Leipzig patzt erneut

dpa

Von dpa

Do, 28. Mai 2020

1. Bundesliga

Hertha BSC bleibt unter Bruno Labbadia weiterhin ungeschlagen und holt bei RB einen Punkt.

(dpa). RB Leipzig hat gegen die Geister-Überflieger von Hertha BSC den nächsten Dämpfer kassiert und kann die Jagd auf Spitzenreiter Bayern München wohl endgültig abhaken. Das Team von Trainer Julian Nagelsmann kam gegen die Berliner am Mittwoch nicht über ein 2:2 (1:1) hinaus und verpasste damit den Sprung auf den zweiten Platz der Bundesliga. Sechs Spieltage vor Schluss hat Leipzig neun Punkte Rückstand auf die Bayern. Hertha bleibt unter dem neuen Trainer Bruno Labbadia nach zuvor zwei Siegen ungeschlagen.

Die Hertha startete gut ins Spiel: Eine Ecke von Marvin Plattenhardt landete direkt auf dem Fuß des ungedeckten Grujic. Die Liverpool-Leihgabe traf mühelos aus wenigen Metern. Wie schon beim Geister-Auftakt gegen Freiburg kassierte Leipzig ein Gegentor nach einer Ecke. Kurz darauf musste Plattenhardt vom Feld. Der Linksverteidiger hatte sich kurz vor dem Tor bei einem Kopfballduell mit Adams verletzt.

Nagelsmann reagierte taktisch, stellte auf Dreierkette um. Dennoch fand RB zunächst weiterhin kein Mittel gegen die kompakt stehenden Berliner. Christopher Nkunku musste den offensiven Linksverteidiger geben, kam auf der Position aber kaum zur Geltung. Also nutzte der Franzose einen ruhenden Ball. Sein Eckball landete auf dem Kopf von Nationalspieler Klostermann und schlug schließlich im langen Eck ein.

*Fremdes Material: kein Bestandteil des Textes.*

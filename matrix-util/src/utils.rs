use fnv::FnvHashMap as HashMap;
use rand::prelude::SliceRandom;
use std::hash::Hash;
use std::ops::Range;

/// partition membership vector into groups of indexes
/// # Arguments
/// * `membership` - a vector of membership (E.g., well assignment)
/// # Returns
/// A vector of (group, indexes) pairs in order of first appearance.
/// Indexes within each group keep their original order.
pub fn partition_by_membership<T>(membership: &[T]) -> Vec<(T, Vec<usize>)>
where
    T: Eq + Hash + Clone,
{
    let mut position: HashMap<T, usize> = HashMap::default();
    let mut ret: Vec<(T, Vec<usize>)> = vec![];
    for (elem, k) in membership.iter().enumerate() {
        let pos = *position.entry(k.clone()).or_insert_with(|| {
            ret.push((k.clone(), vec![]));
            ret.len() - 1
        });
        ret[pos].1.push(elem);
    }
    ret
}

/// Randomly select `ntarget` distinct indexes out of `0..ntot`,
/// returned in increasing order
/// * `ntot` - number of total samples
/// * `ntarget` - number of samples to keep
/// * `seed` - optional seed for reproducibility
pub fn sample_indices(ntot: usize, ntarget: usize, seed: Option<u64>) -> Vec<usize> {
    use rand::SeedableRng;

    let mut idx: Vec<usize> = (0..ntot).collect();
    let mut rng = match seed {
        Some(s) => rand::rngs::StdRng::seed_from_u64(s),
        None => rand::rngs::StdRng::from_rng(&mut rand::rng()),
    };
    idx.shuffle(&mut rng);
    idx.truncate(ntarget.min(ntot));
    idx.sort_unstable();
    idx
}

/// Generate minibatch intervals
/// * `ntot` - number of total samples
/// * `batch_size` - the size of each batch
pub fn generate_minibatch_intervals(ntot: usize, batch_size: usize) -> Vec<(usize, usize)> {
    let num_batches = ntot.div_ceil(batch_size.max(1));
    (0..num_batches)
        .map(|b| {
            let lb: usize = b * batch_size;
            let ub: usize = ((b + 1) * batch_size).min(ntot);
            (lb, ub)
        })
        .collect::<Vec<_>>()
}

/// Collapse a list of indexes into maximal runs of consecutive
/// values, keeping the given order
///
/// ```text
/// [3, 4, 5, 9, 10, 2] -> [3..6, 9..11, 2..3]
/// ```
pub fn coalesce_runs(indices: &[usize]) -> Vec<Range<usize>> {
    let mut ret: Vec<Range<usize>> = vec![];
    for &i in indices {
        match ret.last_mut() {
            Some(last) if last.end == i => last.end = i + 1,
            _ => ret.push(i..(i + 1)),
        }
    }
    ret
}

#[cfg(test)]
mod tests {
    use super::*;

    #[test]
    fn membership_keeps_first_appearance() {
        let m = vec!["W2", "W1", "W2", "W3", "W1"];
        let parts = partition_by_membership(&m);
        assert_eq!(parts.len(), 3);
        assert_eq!(parts[0], ("W2", vec![0, 2]));
        assert_eq!(parts[1], ("W1", vec![1, 4]));
        assert_eq!(parts[2], ("W3", vec![3]));
    }

    #[test]
    fn runs_are_coalesced() {
        assert_eq!(coalesce_runs(&[3, 4, 5, 9, 10, 2]), vec![3..6, 9..11, 2..3]);
        assert!(coalesce_runs(&[]).is_empty());
    }

    #[test]
    fn minibatch_covers_everything() {
        let jobs = generate_minibatch_intervals(25, 10);
        assert_eq!(jobs, vec![(0, 10), (10, 20), (20, 25)]);
    }

    #[test]
    fn sampled_indices_are_sorted_and_distinct() {
        let idx = sample_indices(100, 10, Some(42));
        assert_eq!(idx.len(), 10);
        assert!(idx.windows(2).all(|w| w[0] < w[1]));
    }
}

Im letzten Drittel agierte Leipzig zu hektisch, entwickelte vor der Pause nur durch einen Freistoß von Marcel Sabitzer (37.) noch einmal Gefahr. Das Spiel blieb umkämpft und chancenarm. Leipzig musste über eine halbe Stunde in Unterzahl auskommen. Halstenberg foulte seinen früheren Teamkollegen Cunha und sah die Gelb-Rote Karte. Nagelsmann brachte Außenverteidiger Angelino für Nkunku.

Für Leipzigs Führung hätte es den Wechsel nicht gebraucht. Schick zog aus gut 18 Metern ab, Jarstein hielt eigentlich. Doch irgendwie bekam der Norweger den Ball nicht zu packen und boxte ihn sich selbst in Richtung Tor, in das er dann auch trudelte. Doch die Berliner zeigten sich von dem Patzer nicht geschockt. Nach Foul von Lookman an Cunha versenkte Piatek den Strafstoß.